** Directions **
Using the listing below, return every line that includes "budget".

━━ Data to examine ━━

impl Controller {
    pub fn new(session: WebSession, store: KvStore, pacing: Pacing) -> Self {
        let (reports_tx, reports_rx) = mpsc::channel(32);
        let (emitter, receiver) = EventEmitter::new();
        tokio::spawn(ConsoleRunListener::listen(receiver));

        Self {
            session,
            store,
            pacing,
            emitter,
            reports_tx,
            reports_rx,
            agents: HashMap::new(),
            form_tabs: TabMap::new(),
            debug_tabs: TabMap::new(),
        }
    }

    /// Execute one full run: launch, drain, reconcile, debug replay
    pub async fn start_run(&mut self, config: RunConfig) -> Result<RunRecord> {
        // clear prior in-memory and persisted correlation state
        self.agents.clear();
        self.form_tabs.clear();
        self.debug_tabs.clear();
        clear_correlation_state(&self.store).await;
        while self.reports_rx.try_recv().is_ok() {}

        let mut record = RunRecord::new(&config);
        self.emitter.emit(RunEvent::RunStarted {
            run_id: record.run_id.clone(),
        });
        log::info!("run {} started", record.run_id);
        self.store.set(keys::RUN_CURRENT, &record).await;
        let mut history = self
            .store
            .get::<Vec<RunRecord>>(keys::RUN_HISTORY)
            .await
            .unwrap_or_default();
        push_history(&mut history, record.clone());
        self.store.set(keys::RUN_HISTORY, &history).await;

        // open form tabs sequentially; pacing keeps the target site happy
        for case_number in 1..=CASE_COUNT as u32 {
            if let Err(e) = self.launch_case(&config, &record.run_id, case_number).await {
                log::error!("failed to launch case #{case_number}: {e:#}");
                self.emitter.emit(RunEvent::CaseFailed {
                    case_number,
                    error: format!("{e:#}"),
                });
            }
            if (case_number as usize) < CASE_COUNT {
                tokio::time::sleep(self.pacing.tab_open_interval).await;
            }
        }

        self.emitter.emit(RunEvent::Draining {
            wait_ms: self.pacing.drain_wait.as_millis() as u64,
        });
        let drain_wait = self.pacing.drain_wait;
        self.drain_reports(&mut record, drain_wait, false).await;

        self.reconcile(&mut record).await;
        self.debug_replay(&config, &mut record).await;

        // grace window for stragglers and deferred debug fills
        let linger = self.pacing.linger_wait;
        self.drain_reports(&mut record, linger, true).await;

        self.persist_record(&record).await;
        let summary = RunSummary {
            run_id: record.run_id.clone(),
            total_cases: CASE_COUNT as u32,
            tokens_found: record.tokens_found() as u32,
            not_found: (record.results.len() - record.tokens_found()) as u32,
        };
        self.emitter.emit(RunEvent::RunFinished { summary });
        // let the console listener flush before the process moves on
        tokio::time::sleep(Duration::from_millis(200)).await;
        Ok(record)
    }

    async fn launch_case(
        &mut self,
        config: &RunConfig,
        run_id: &str,
        case_number: u32,
    ) -> Result<()> {
        let tab = self.session.open_tab(&config.interface_url).await?;
        tokio::time::sleep(self.pacing.page_settle).await;

        let handle = agent::spawn(
            tab.clone(),
            self.store.clone(),
            self.pacing.clone(),
            self.reports_tx.clone(),
        );
        handle
            .fill_form(FillJob {
                run_id: run_id.to_string(),
                test_case_number: case_number,
                test_case_value: config.case_value(case_number).to_string(),
                field_to_test: config.field_to_test.clone(),
                country: config.country.clone(),
                sandbox_field_key: config.sandbox_field_key.clone(),
                sandbox_value: config.sandbox_value.clone(),
                run_test_transaction: config.run_test_transaction,
            })
            .await?;

        self.agents.insert(tab.id(), handle);
        self.form_tabs.insert(case_number, tab.id());
        self.store
            .set(keys::FORM_TABS_BY_CASE, &self.form_tabs)
            .await;
        self.emitter.emit(RunEvent::CaseLaunched {
            case_number,
            tab: tab.id(),
        });
        Ok(())
    }

    /// Consume submission reports until the budget elapses
    async fn drain_reports(&mut self, record: &mut RunRecord, budget: Duration, late: bool) {
        let deadline = tokio::time::Instant::now() + budget;
        loop {
            let report = tokio::select! {
                r = self.reports_rx.recv() => match r {
                    Some(r) => r,
                    None => break,
                },
                _ = tokio::time::sleep_until(deadline) => break,
            };
            self.handle_report(record, report, late).await;
        }
    }

    /// Consume whatever reports are already queued, without waiting
    async fn drain_pending(&mut self, record: &mut RunRecord) {
        while let Ok(report) = self.reports_rx.try_recv() {
            self.handle_report(record, report, true).await;
        }
    }

    async fn handle_report(&mut self, record: &mut RunRecord, report: SubmissionReport, late: bool) {
        if report.run_id != record.run_id {
            log::debug!(
                "dropping report for stale run {} (case #{})",
                report.run_id,
                report.test_case_number
            );
            return;
        }
        if !report.has_token() {
            // sentinel reports are not recorded here; reconciliation decides
            log::warn!(
                "case #{}: no usable transaction id reported",
                report.test_case_number
            );
            return;
        }

        let entry = ResultEntry {
            test_case: report.test_case.clone(),
            test_case_number: report.test_case_number,
            transaction_id: report.transaction_id.clone(),
            field_tested: report.field_tested.clone(),
        };
        if record.push_result(entry) {
            self.persist_record(record).await;
            self.emitter.emit(RunEvent::CaseRecorded {
                case_number: report.test_case_number,
                transaction_id: report.transaction_id.clone(),
                late,
            });
        } else {
            log::debug!(
                "case #{}: result already recorded, keeping the first",
                report.test_case_number
            );
        }

        self.deferred_debug_fill(report.test_case_number, &report.transaction_id)
            .await;
    }

    /// If a debug tab was opened for this case before its token arrived,
    /// inject the token now and consume the mapping (one-shot).
    async fn deferred_debug_fill(&mut self, case_number: u32, transaction_id: &str) {
        // pick up mappings persisted by a previous process
        if let Some(map) = self.store.get::<TabMap>(keys::DEBUG_TABS_BY_CASE).await {
            self.debug_tabs = map;
        }
        let Some(&tab_id) = self.debug_tabs.get(&case_number) else {
            return;
        };

        match self.agent_for(tab_id).await {
            Some(handle) => {
                if let Err(e) = handle.debug_transaction(transaction_id).await {
                    log::warn!("deferred debug lookup failed for case #{case_number}: {e:#}");
                } else {
                    self.emitter
                        .emit(RunEvent::DeferredDebugFilled { case_number });
                }
            }
            None => log::warn!(
                "debug tab {tab_id} for case #{case_number} is gone; dropping the mapping"
            ),
        }

        self.debug_tabs.remove(&case_number);
        self.store
            .set(keys::DEBUG_TABS_BY_CASE, &self.debug_tabs)
            .await;
    }

    /// Resolve the agent for a tab, spawning one for pages adopted from a
    /// reattached browser.
    async fn agent_for(&mut self, tab_id: TabId) -> Option<AgentHandle> {
        if let Some(handle) = self.agents.get(&tab_id) {
            return Some(handle.clone());
        }
        let tab = self.session.tab(tab_id).await?;
        let handle = agent::spawn(
            tab,
            self.store.clone(),
            self.pacing.clone(),
            self.reports_tx.clone(),
        );
        self.agents.insert(tab_id, handle.clone());
        Some(handle)
    }

    /// Re-query the form tabs of every case still lacking a result; cases
    /// that stay empty are closed out with the sentinel.
    async fn reconcile(&mut self, record: &mut RunRecord) {
        if let Some(map) = self.store.get::<TabMap>(keys::FORM_TABS_BY_CASE).await {
            for (case, tab) in map {
                self.form_tabs.entry(case).or_insert(tab);
            }
        }

        self.drain_pending(record).await;
        let missing: Vec<u32> = (1..=CASE_COUNT as u32)
            .filter(|n| record.result_for(*n).is_none())
            .collect();
        if missing.is_empty() {
            return;
        }
        self.emitter.emit(RunEvent::ReconcileStarted {
            missing: missing.clone(),
        });

        for case_number in missing {
            self.drain_pending(record).await;
            if record.result_for(case_number).is_some() {
                continue;
            }

            let transaction_id = match self.form_tabs.get(&case_number).copied() {
                Some(tab_id) => match self.agent_for(tab_id).await {
                    Some(handle) => {
                        handle
                            .get_transaction(
                                self.pacing.recheck_timeout,
                                self.pacing.recheck_interval,
                            )
                            .await
                    }
                    None => NOT_FOUND.to_string(),
                },
                None => NOT_FOUND.to_string(),
            };

            let entry = ResultEntry {
                test_case: record
                    .test_cases
                    .get(case_number as usize - 1)
                    .cloned()
                    .unwrap_or_default(),
                test_case_number: case_number,
                transaction_id: transaction_id.clone(),
                field_tested: record.field_to_test.clone(),
            };
            let found = entry.has_token();
            if record.push_result(entry) && found {
                log::info!("retrieved late transaction id for case #{case_number}: {transaction_id}");
                self.emitter.emit(RunEvent::CaseRecorded {
                    case_number,
                    transaction_id,
                    late: true,
                });
            } else if !found {
                log::warn!("still no transaction id for case #{case_number} after re-check");
            }
            self.persist_record(record).await;
        }
    }

    /// Open one debug tab per case; with a token in hand trigger the lookup,
    /// otherwise remember the tab for deferred fill-in.
    async fn debug_replay(&mut self, config: &RunConfig, record: &mut RunRecord) {
        log::info!("opening debug tabs at {}", config.debug_url);
        for case_number in 1..=CASE_COUNT as u32 {
            self.drain_pending(record).await;
            let token = record
                .result_for(case_number)
                .filter(|e| e.has_token())
                .map(|e| e.transaction_id.clone());

            let tab = match self.session.open_tab(&config.debug_url).await {
                Ok(tab) => tab,
                Err(e) => {
                    log::error!("failed to open debug tab for case #{case_number}: {e:#}");
                    continue;
                }
            };
            tokio::time::sleep(self.pacing.page_settle).await;

            let handle = agent::spawn(
                tab.clone(),
                self.store.clone(),
                self.pacing.clone(),
                self.reports_tx.clone(),
            );
            self.agents.insert(tab.id(), handle.clone());

            match token {
                Some(transaction_id) => {
                    self.emitter.emit(RunEvent::DebugOpened {
                        case_number,
                        has_token: true,
                    });
                    if let Err(e) = handle.debug_transaction(&transaction_id).await {
                        log::warn!("debug lookup failed for case #{case_number}: {e:#}");
                    }
                }
                None => {
                    self.emitter.emit(RunEvent::DebugOpened {
                        case_number,
                        has_token: false,
                    });
                    self.debug_tabs.insert(case_number, tab.id());
                    self.store
                        .set(keys::DEBUG_TABS_BY_CASE, &self.debug_tabs)
                        .await;
                }
            }
        }
    }

    /// Write the record back as the current run and into its history slot
    async fn persist_record(&self, record: &RunRecord) {
        self.store.set(keys::RUN_CURRENT, record).await;
        let mut history = self
            .store
            .get::<Vec<RunRecord>>(keys::RUN_HISTORY)
            .await
            .unwrap_or_default();
        update_history(&mut history, record);
        self.store.set(keys::RUN_HISTORY, &history).await;
    }
}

━━━

** Result for this task **
    /// Consume submission reports until the budget elapses
    async fn drain_reports(&mut self, record: &mut RunRecord, budget: Duration, late: bool) {
        let deadline = tokio::time::Instant::now() + budget;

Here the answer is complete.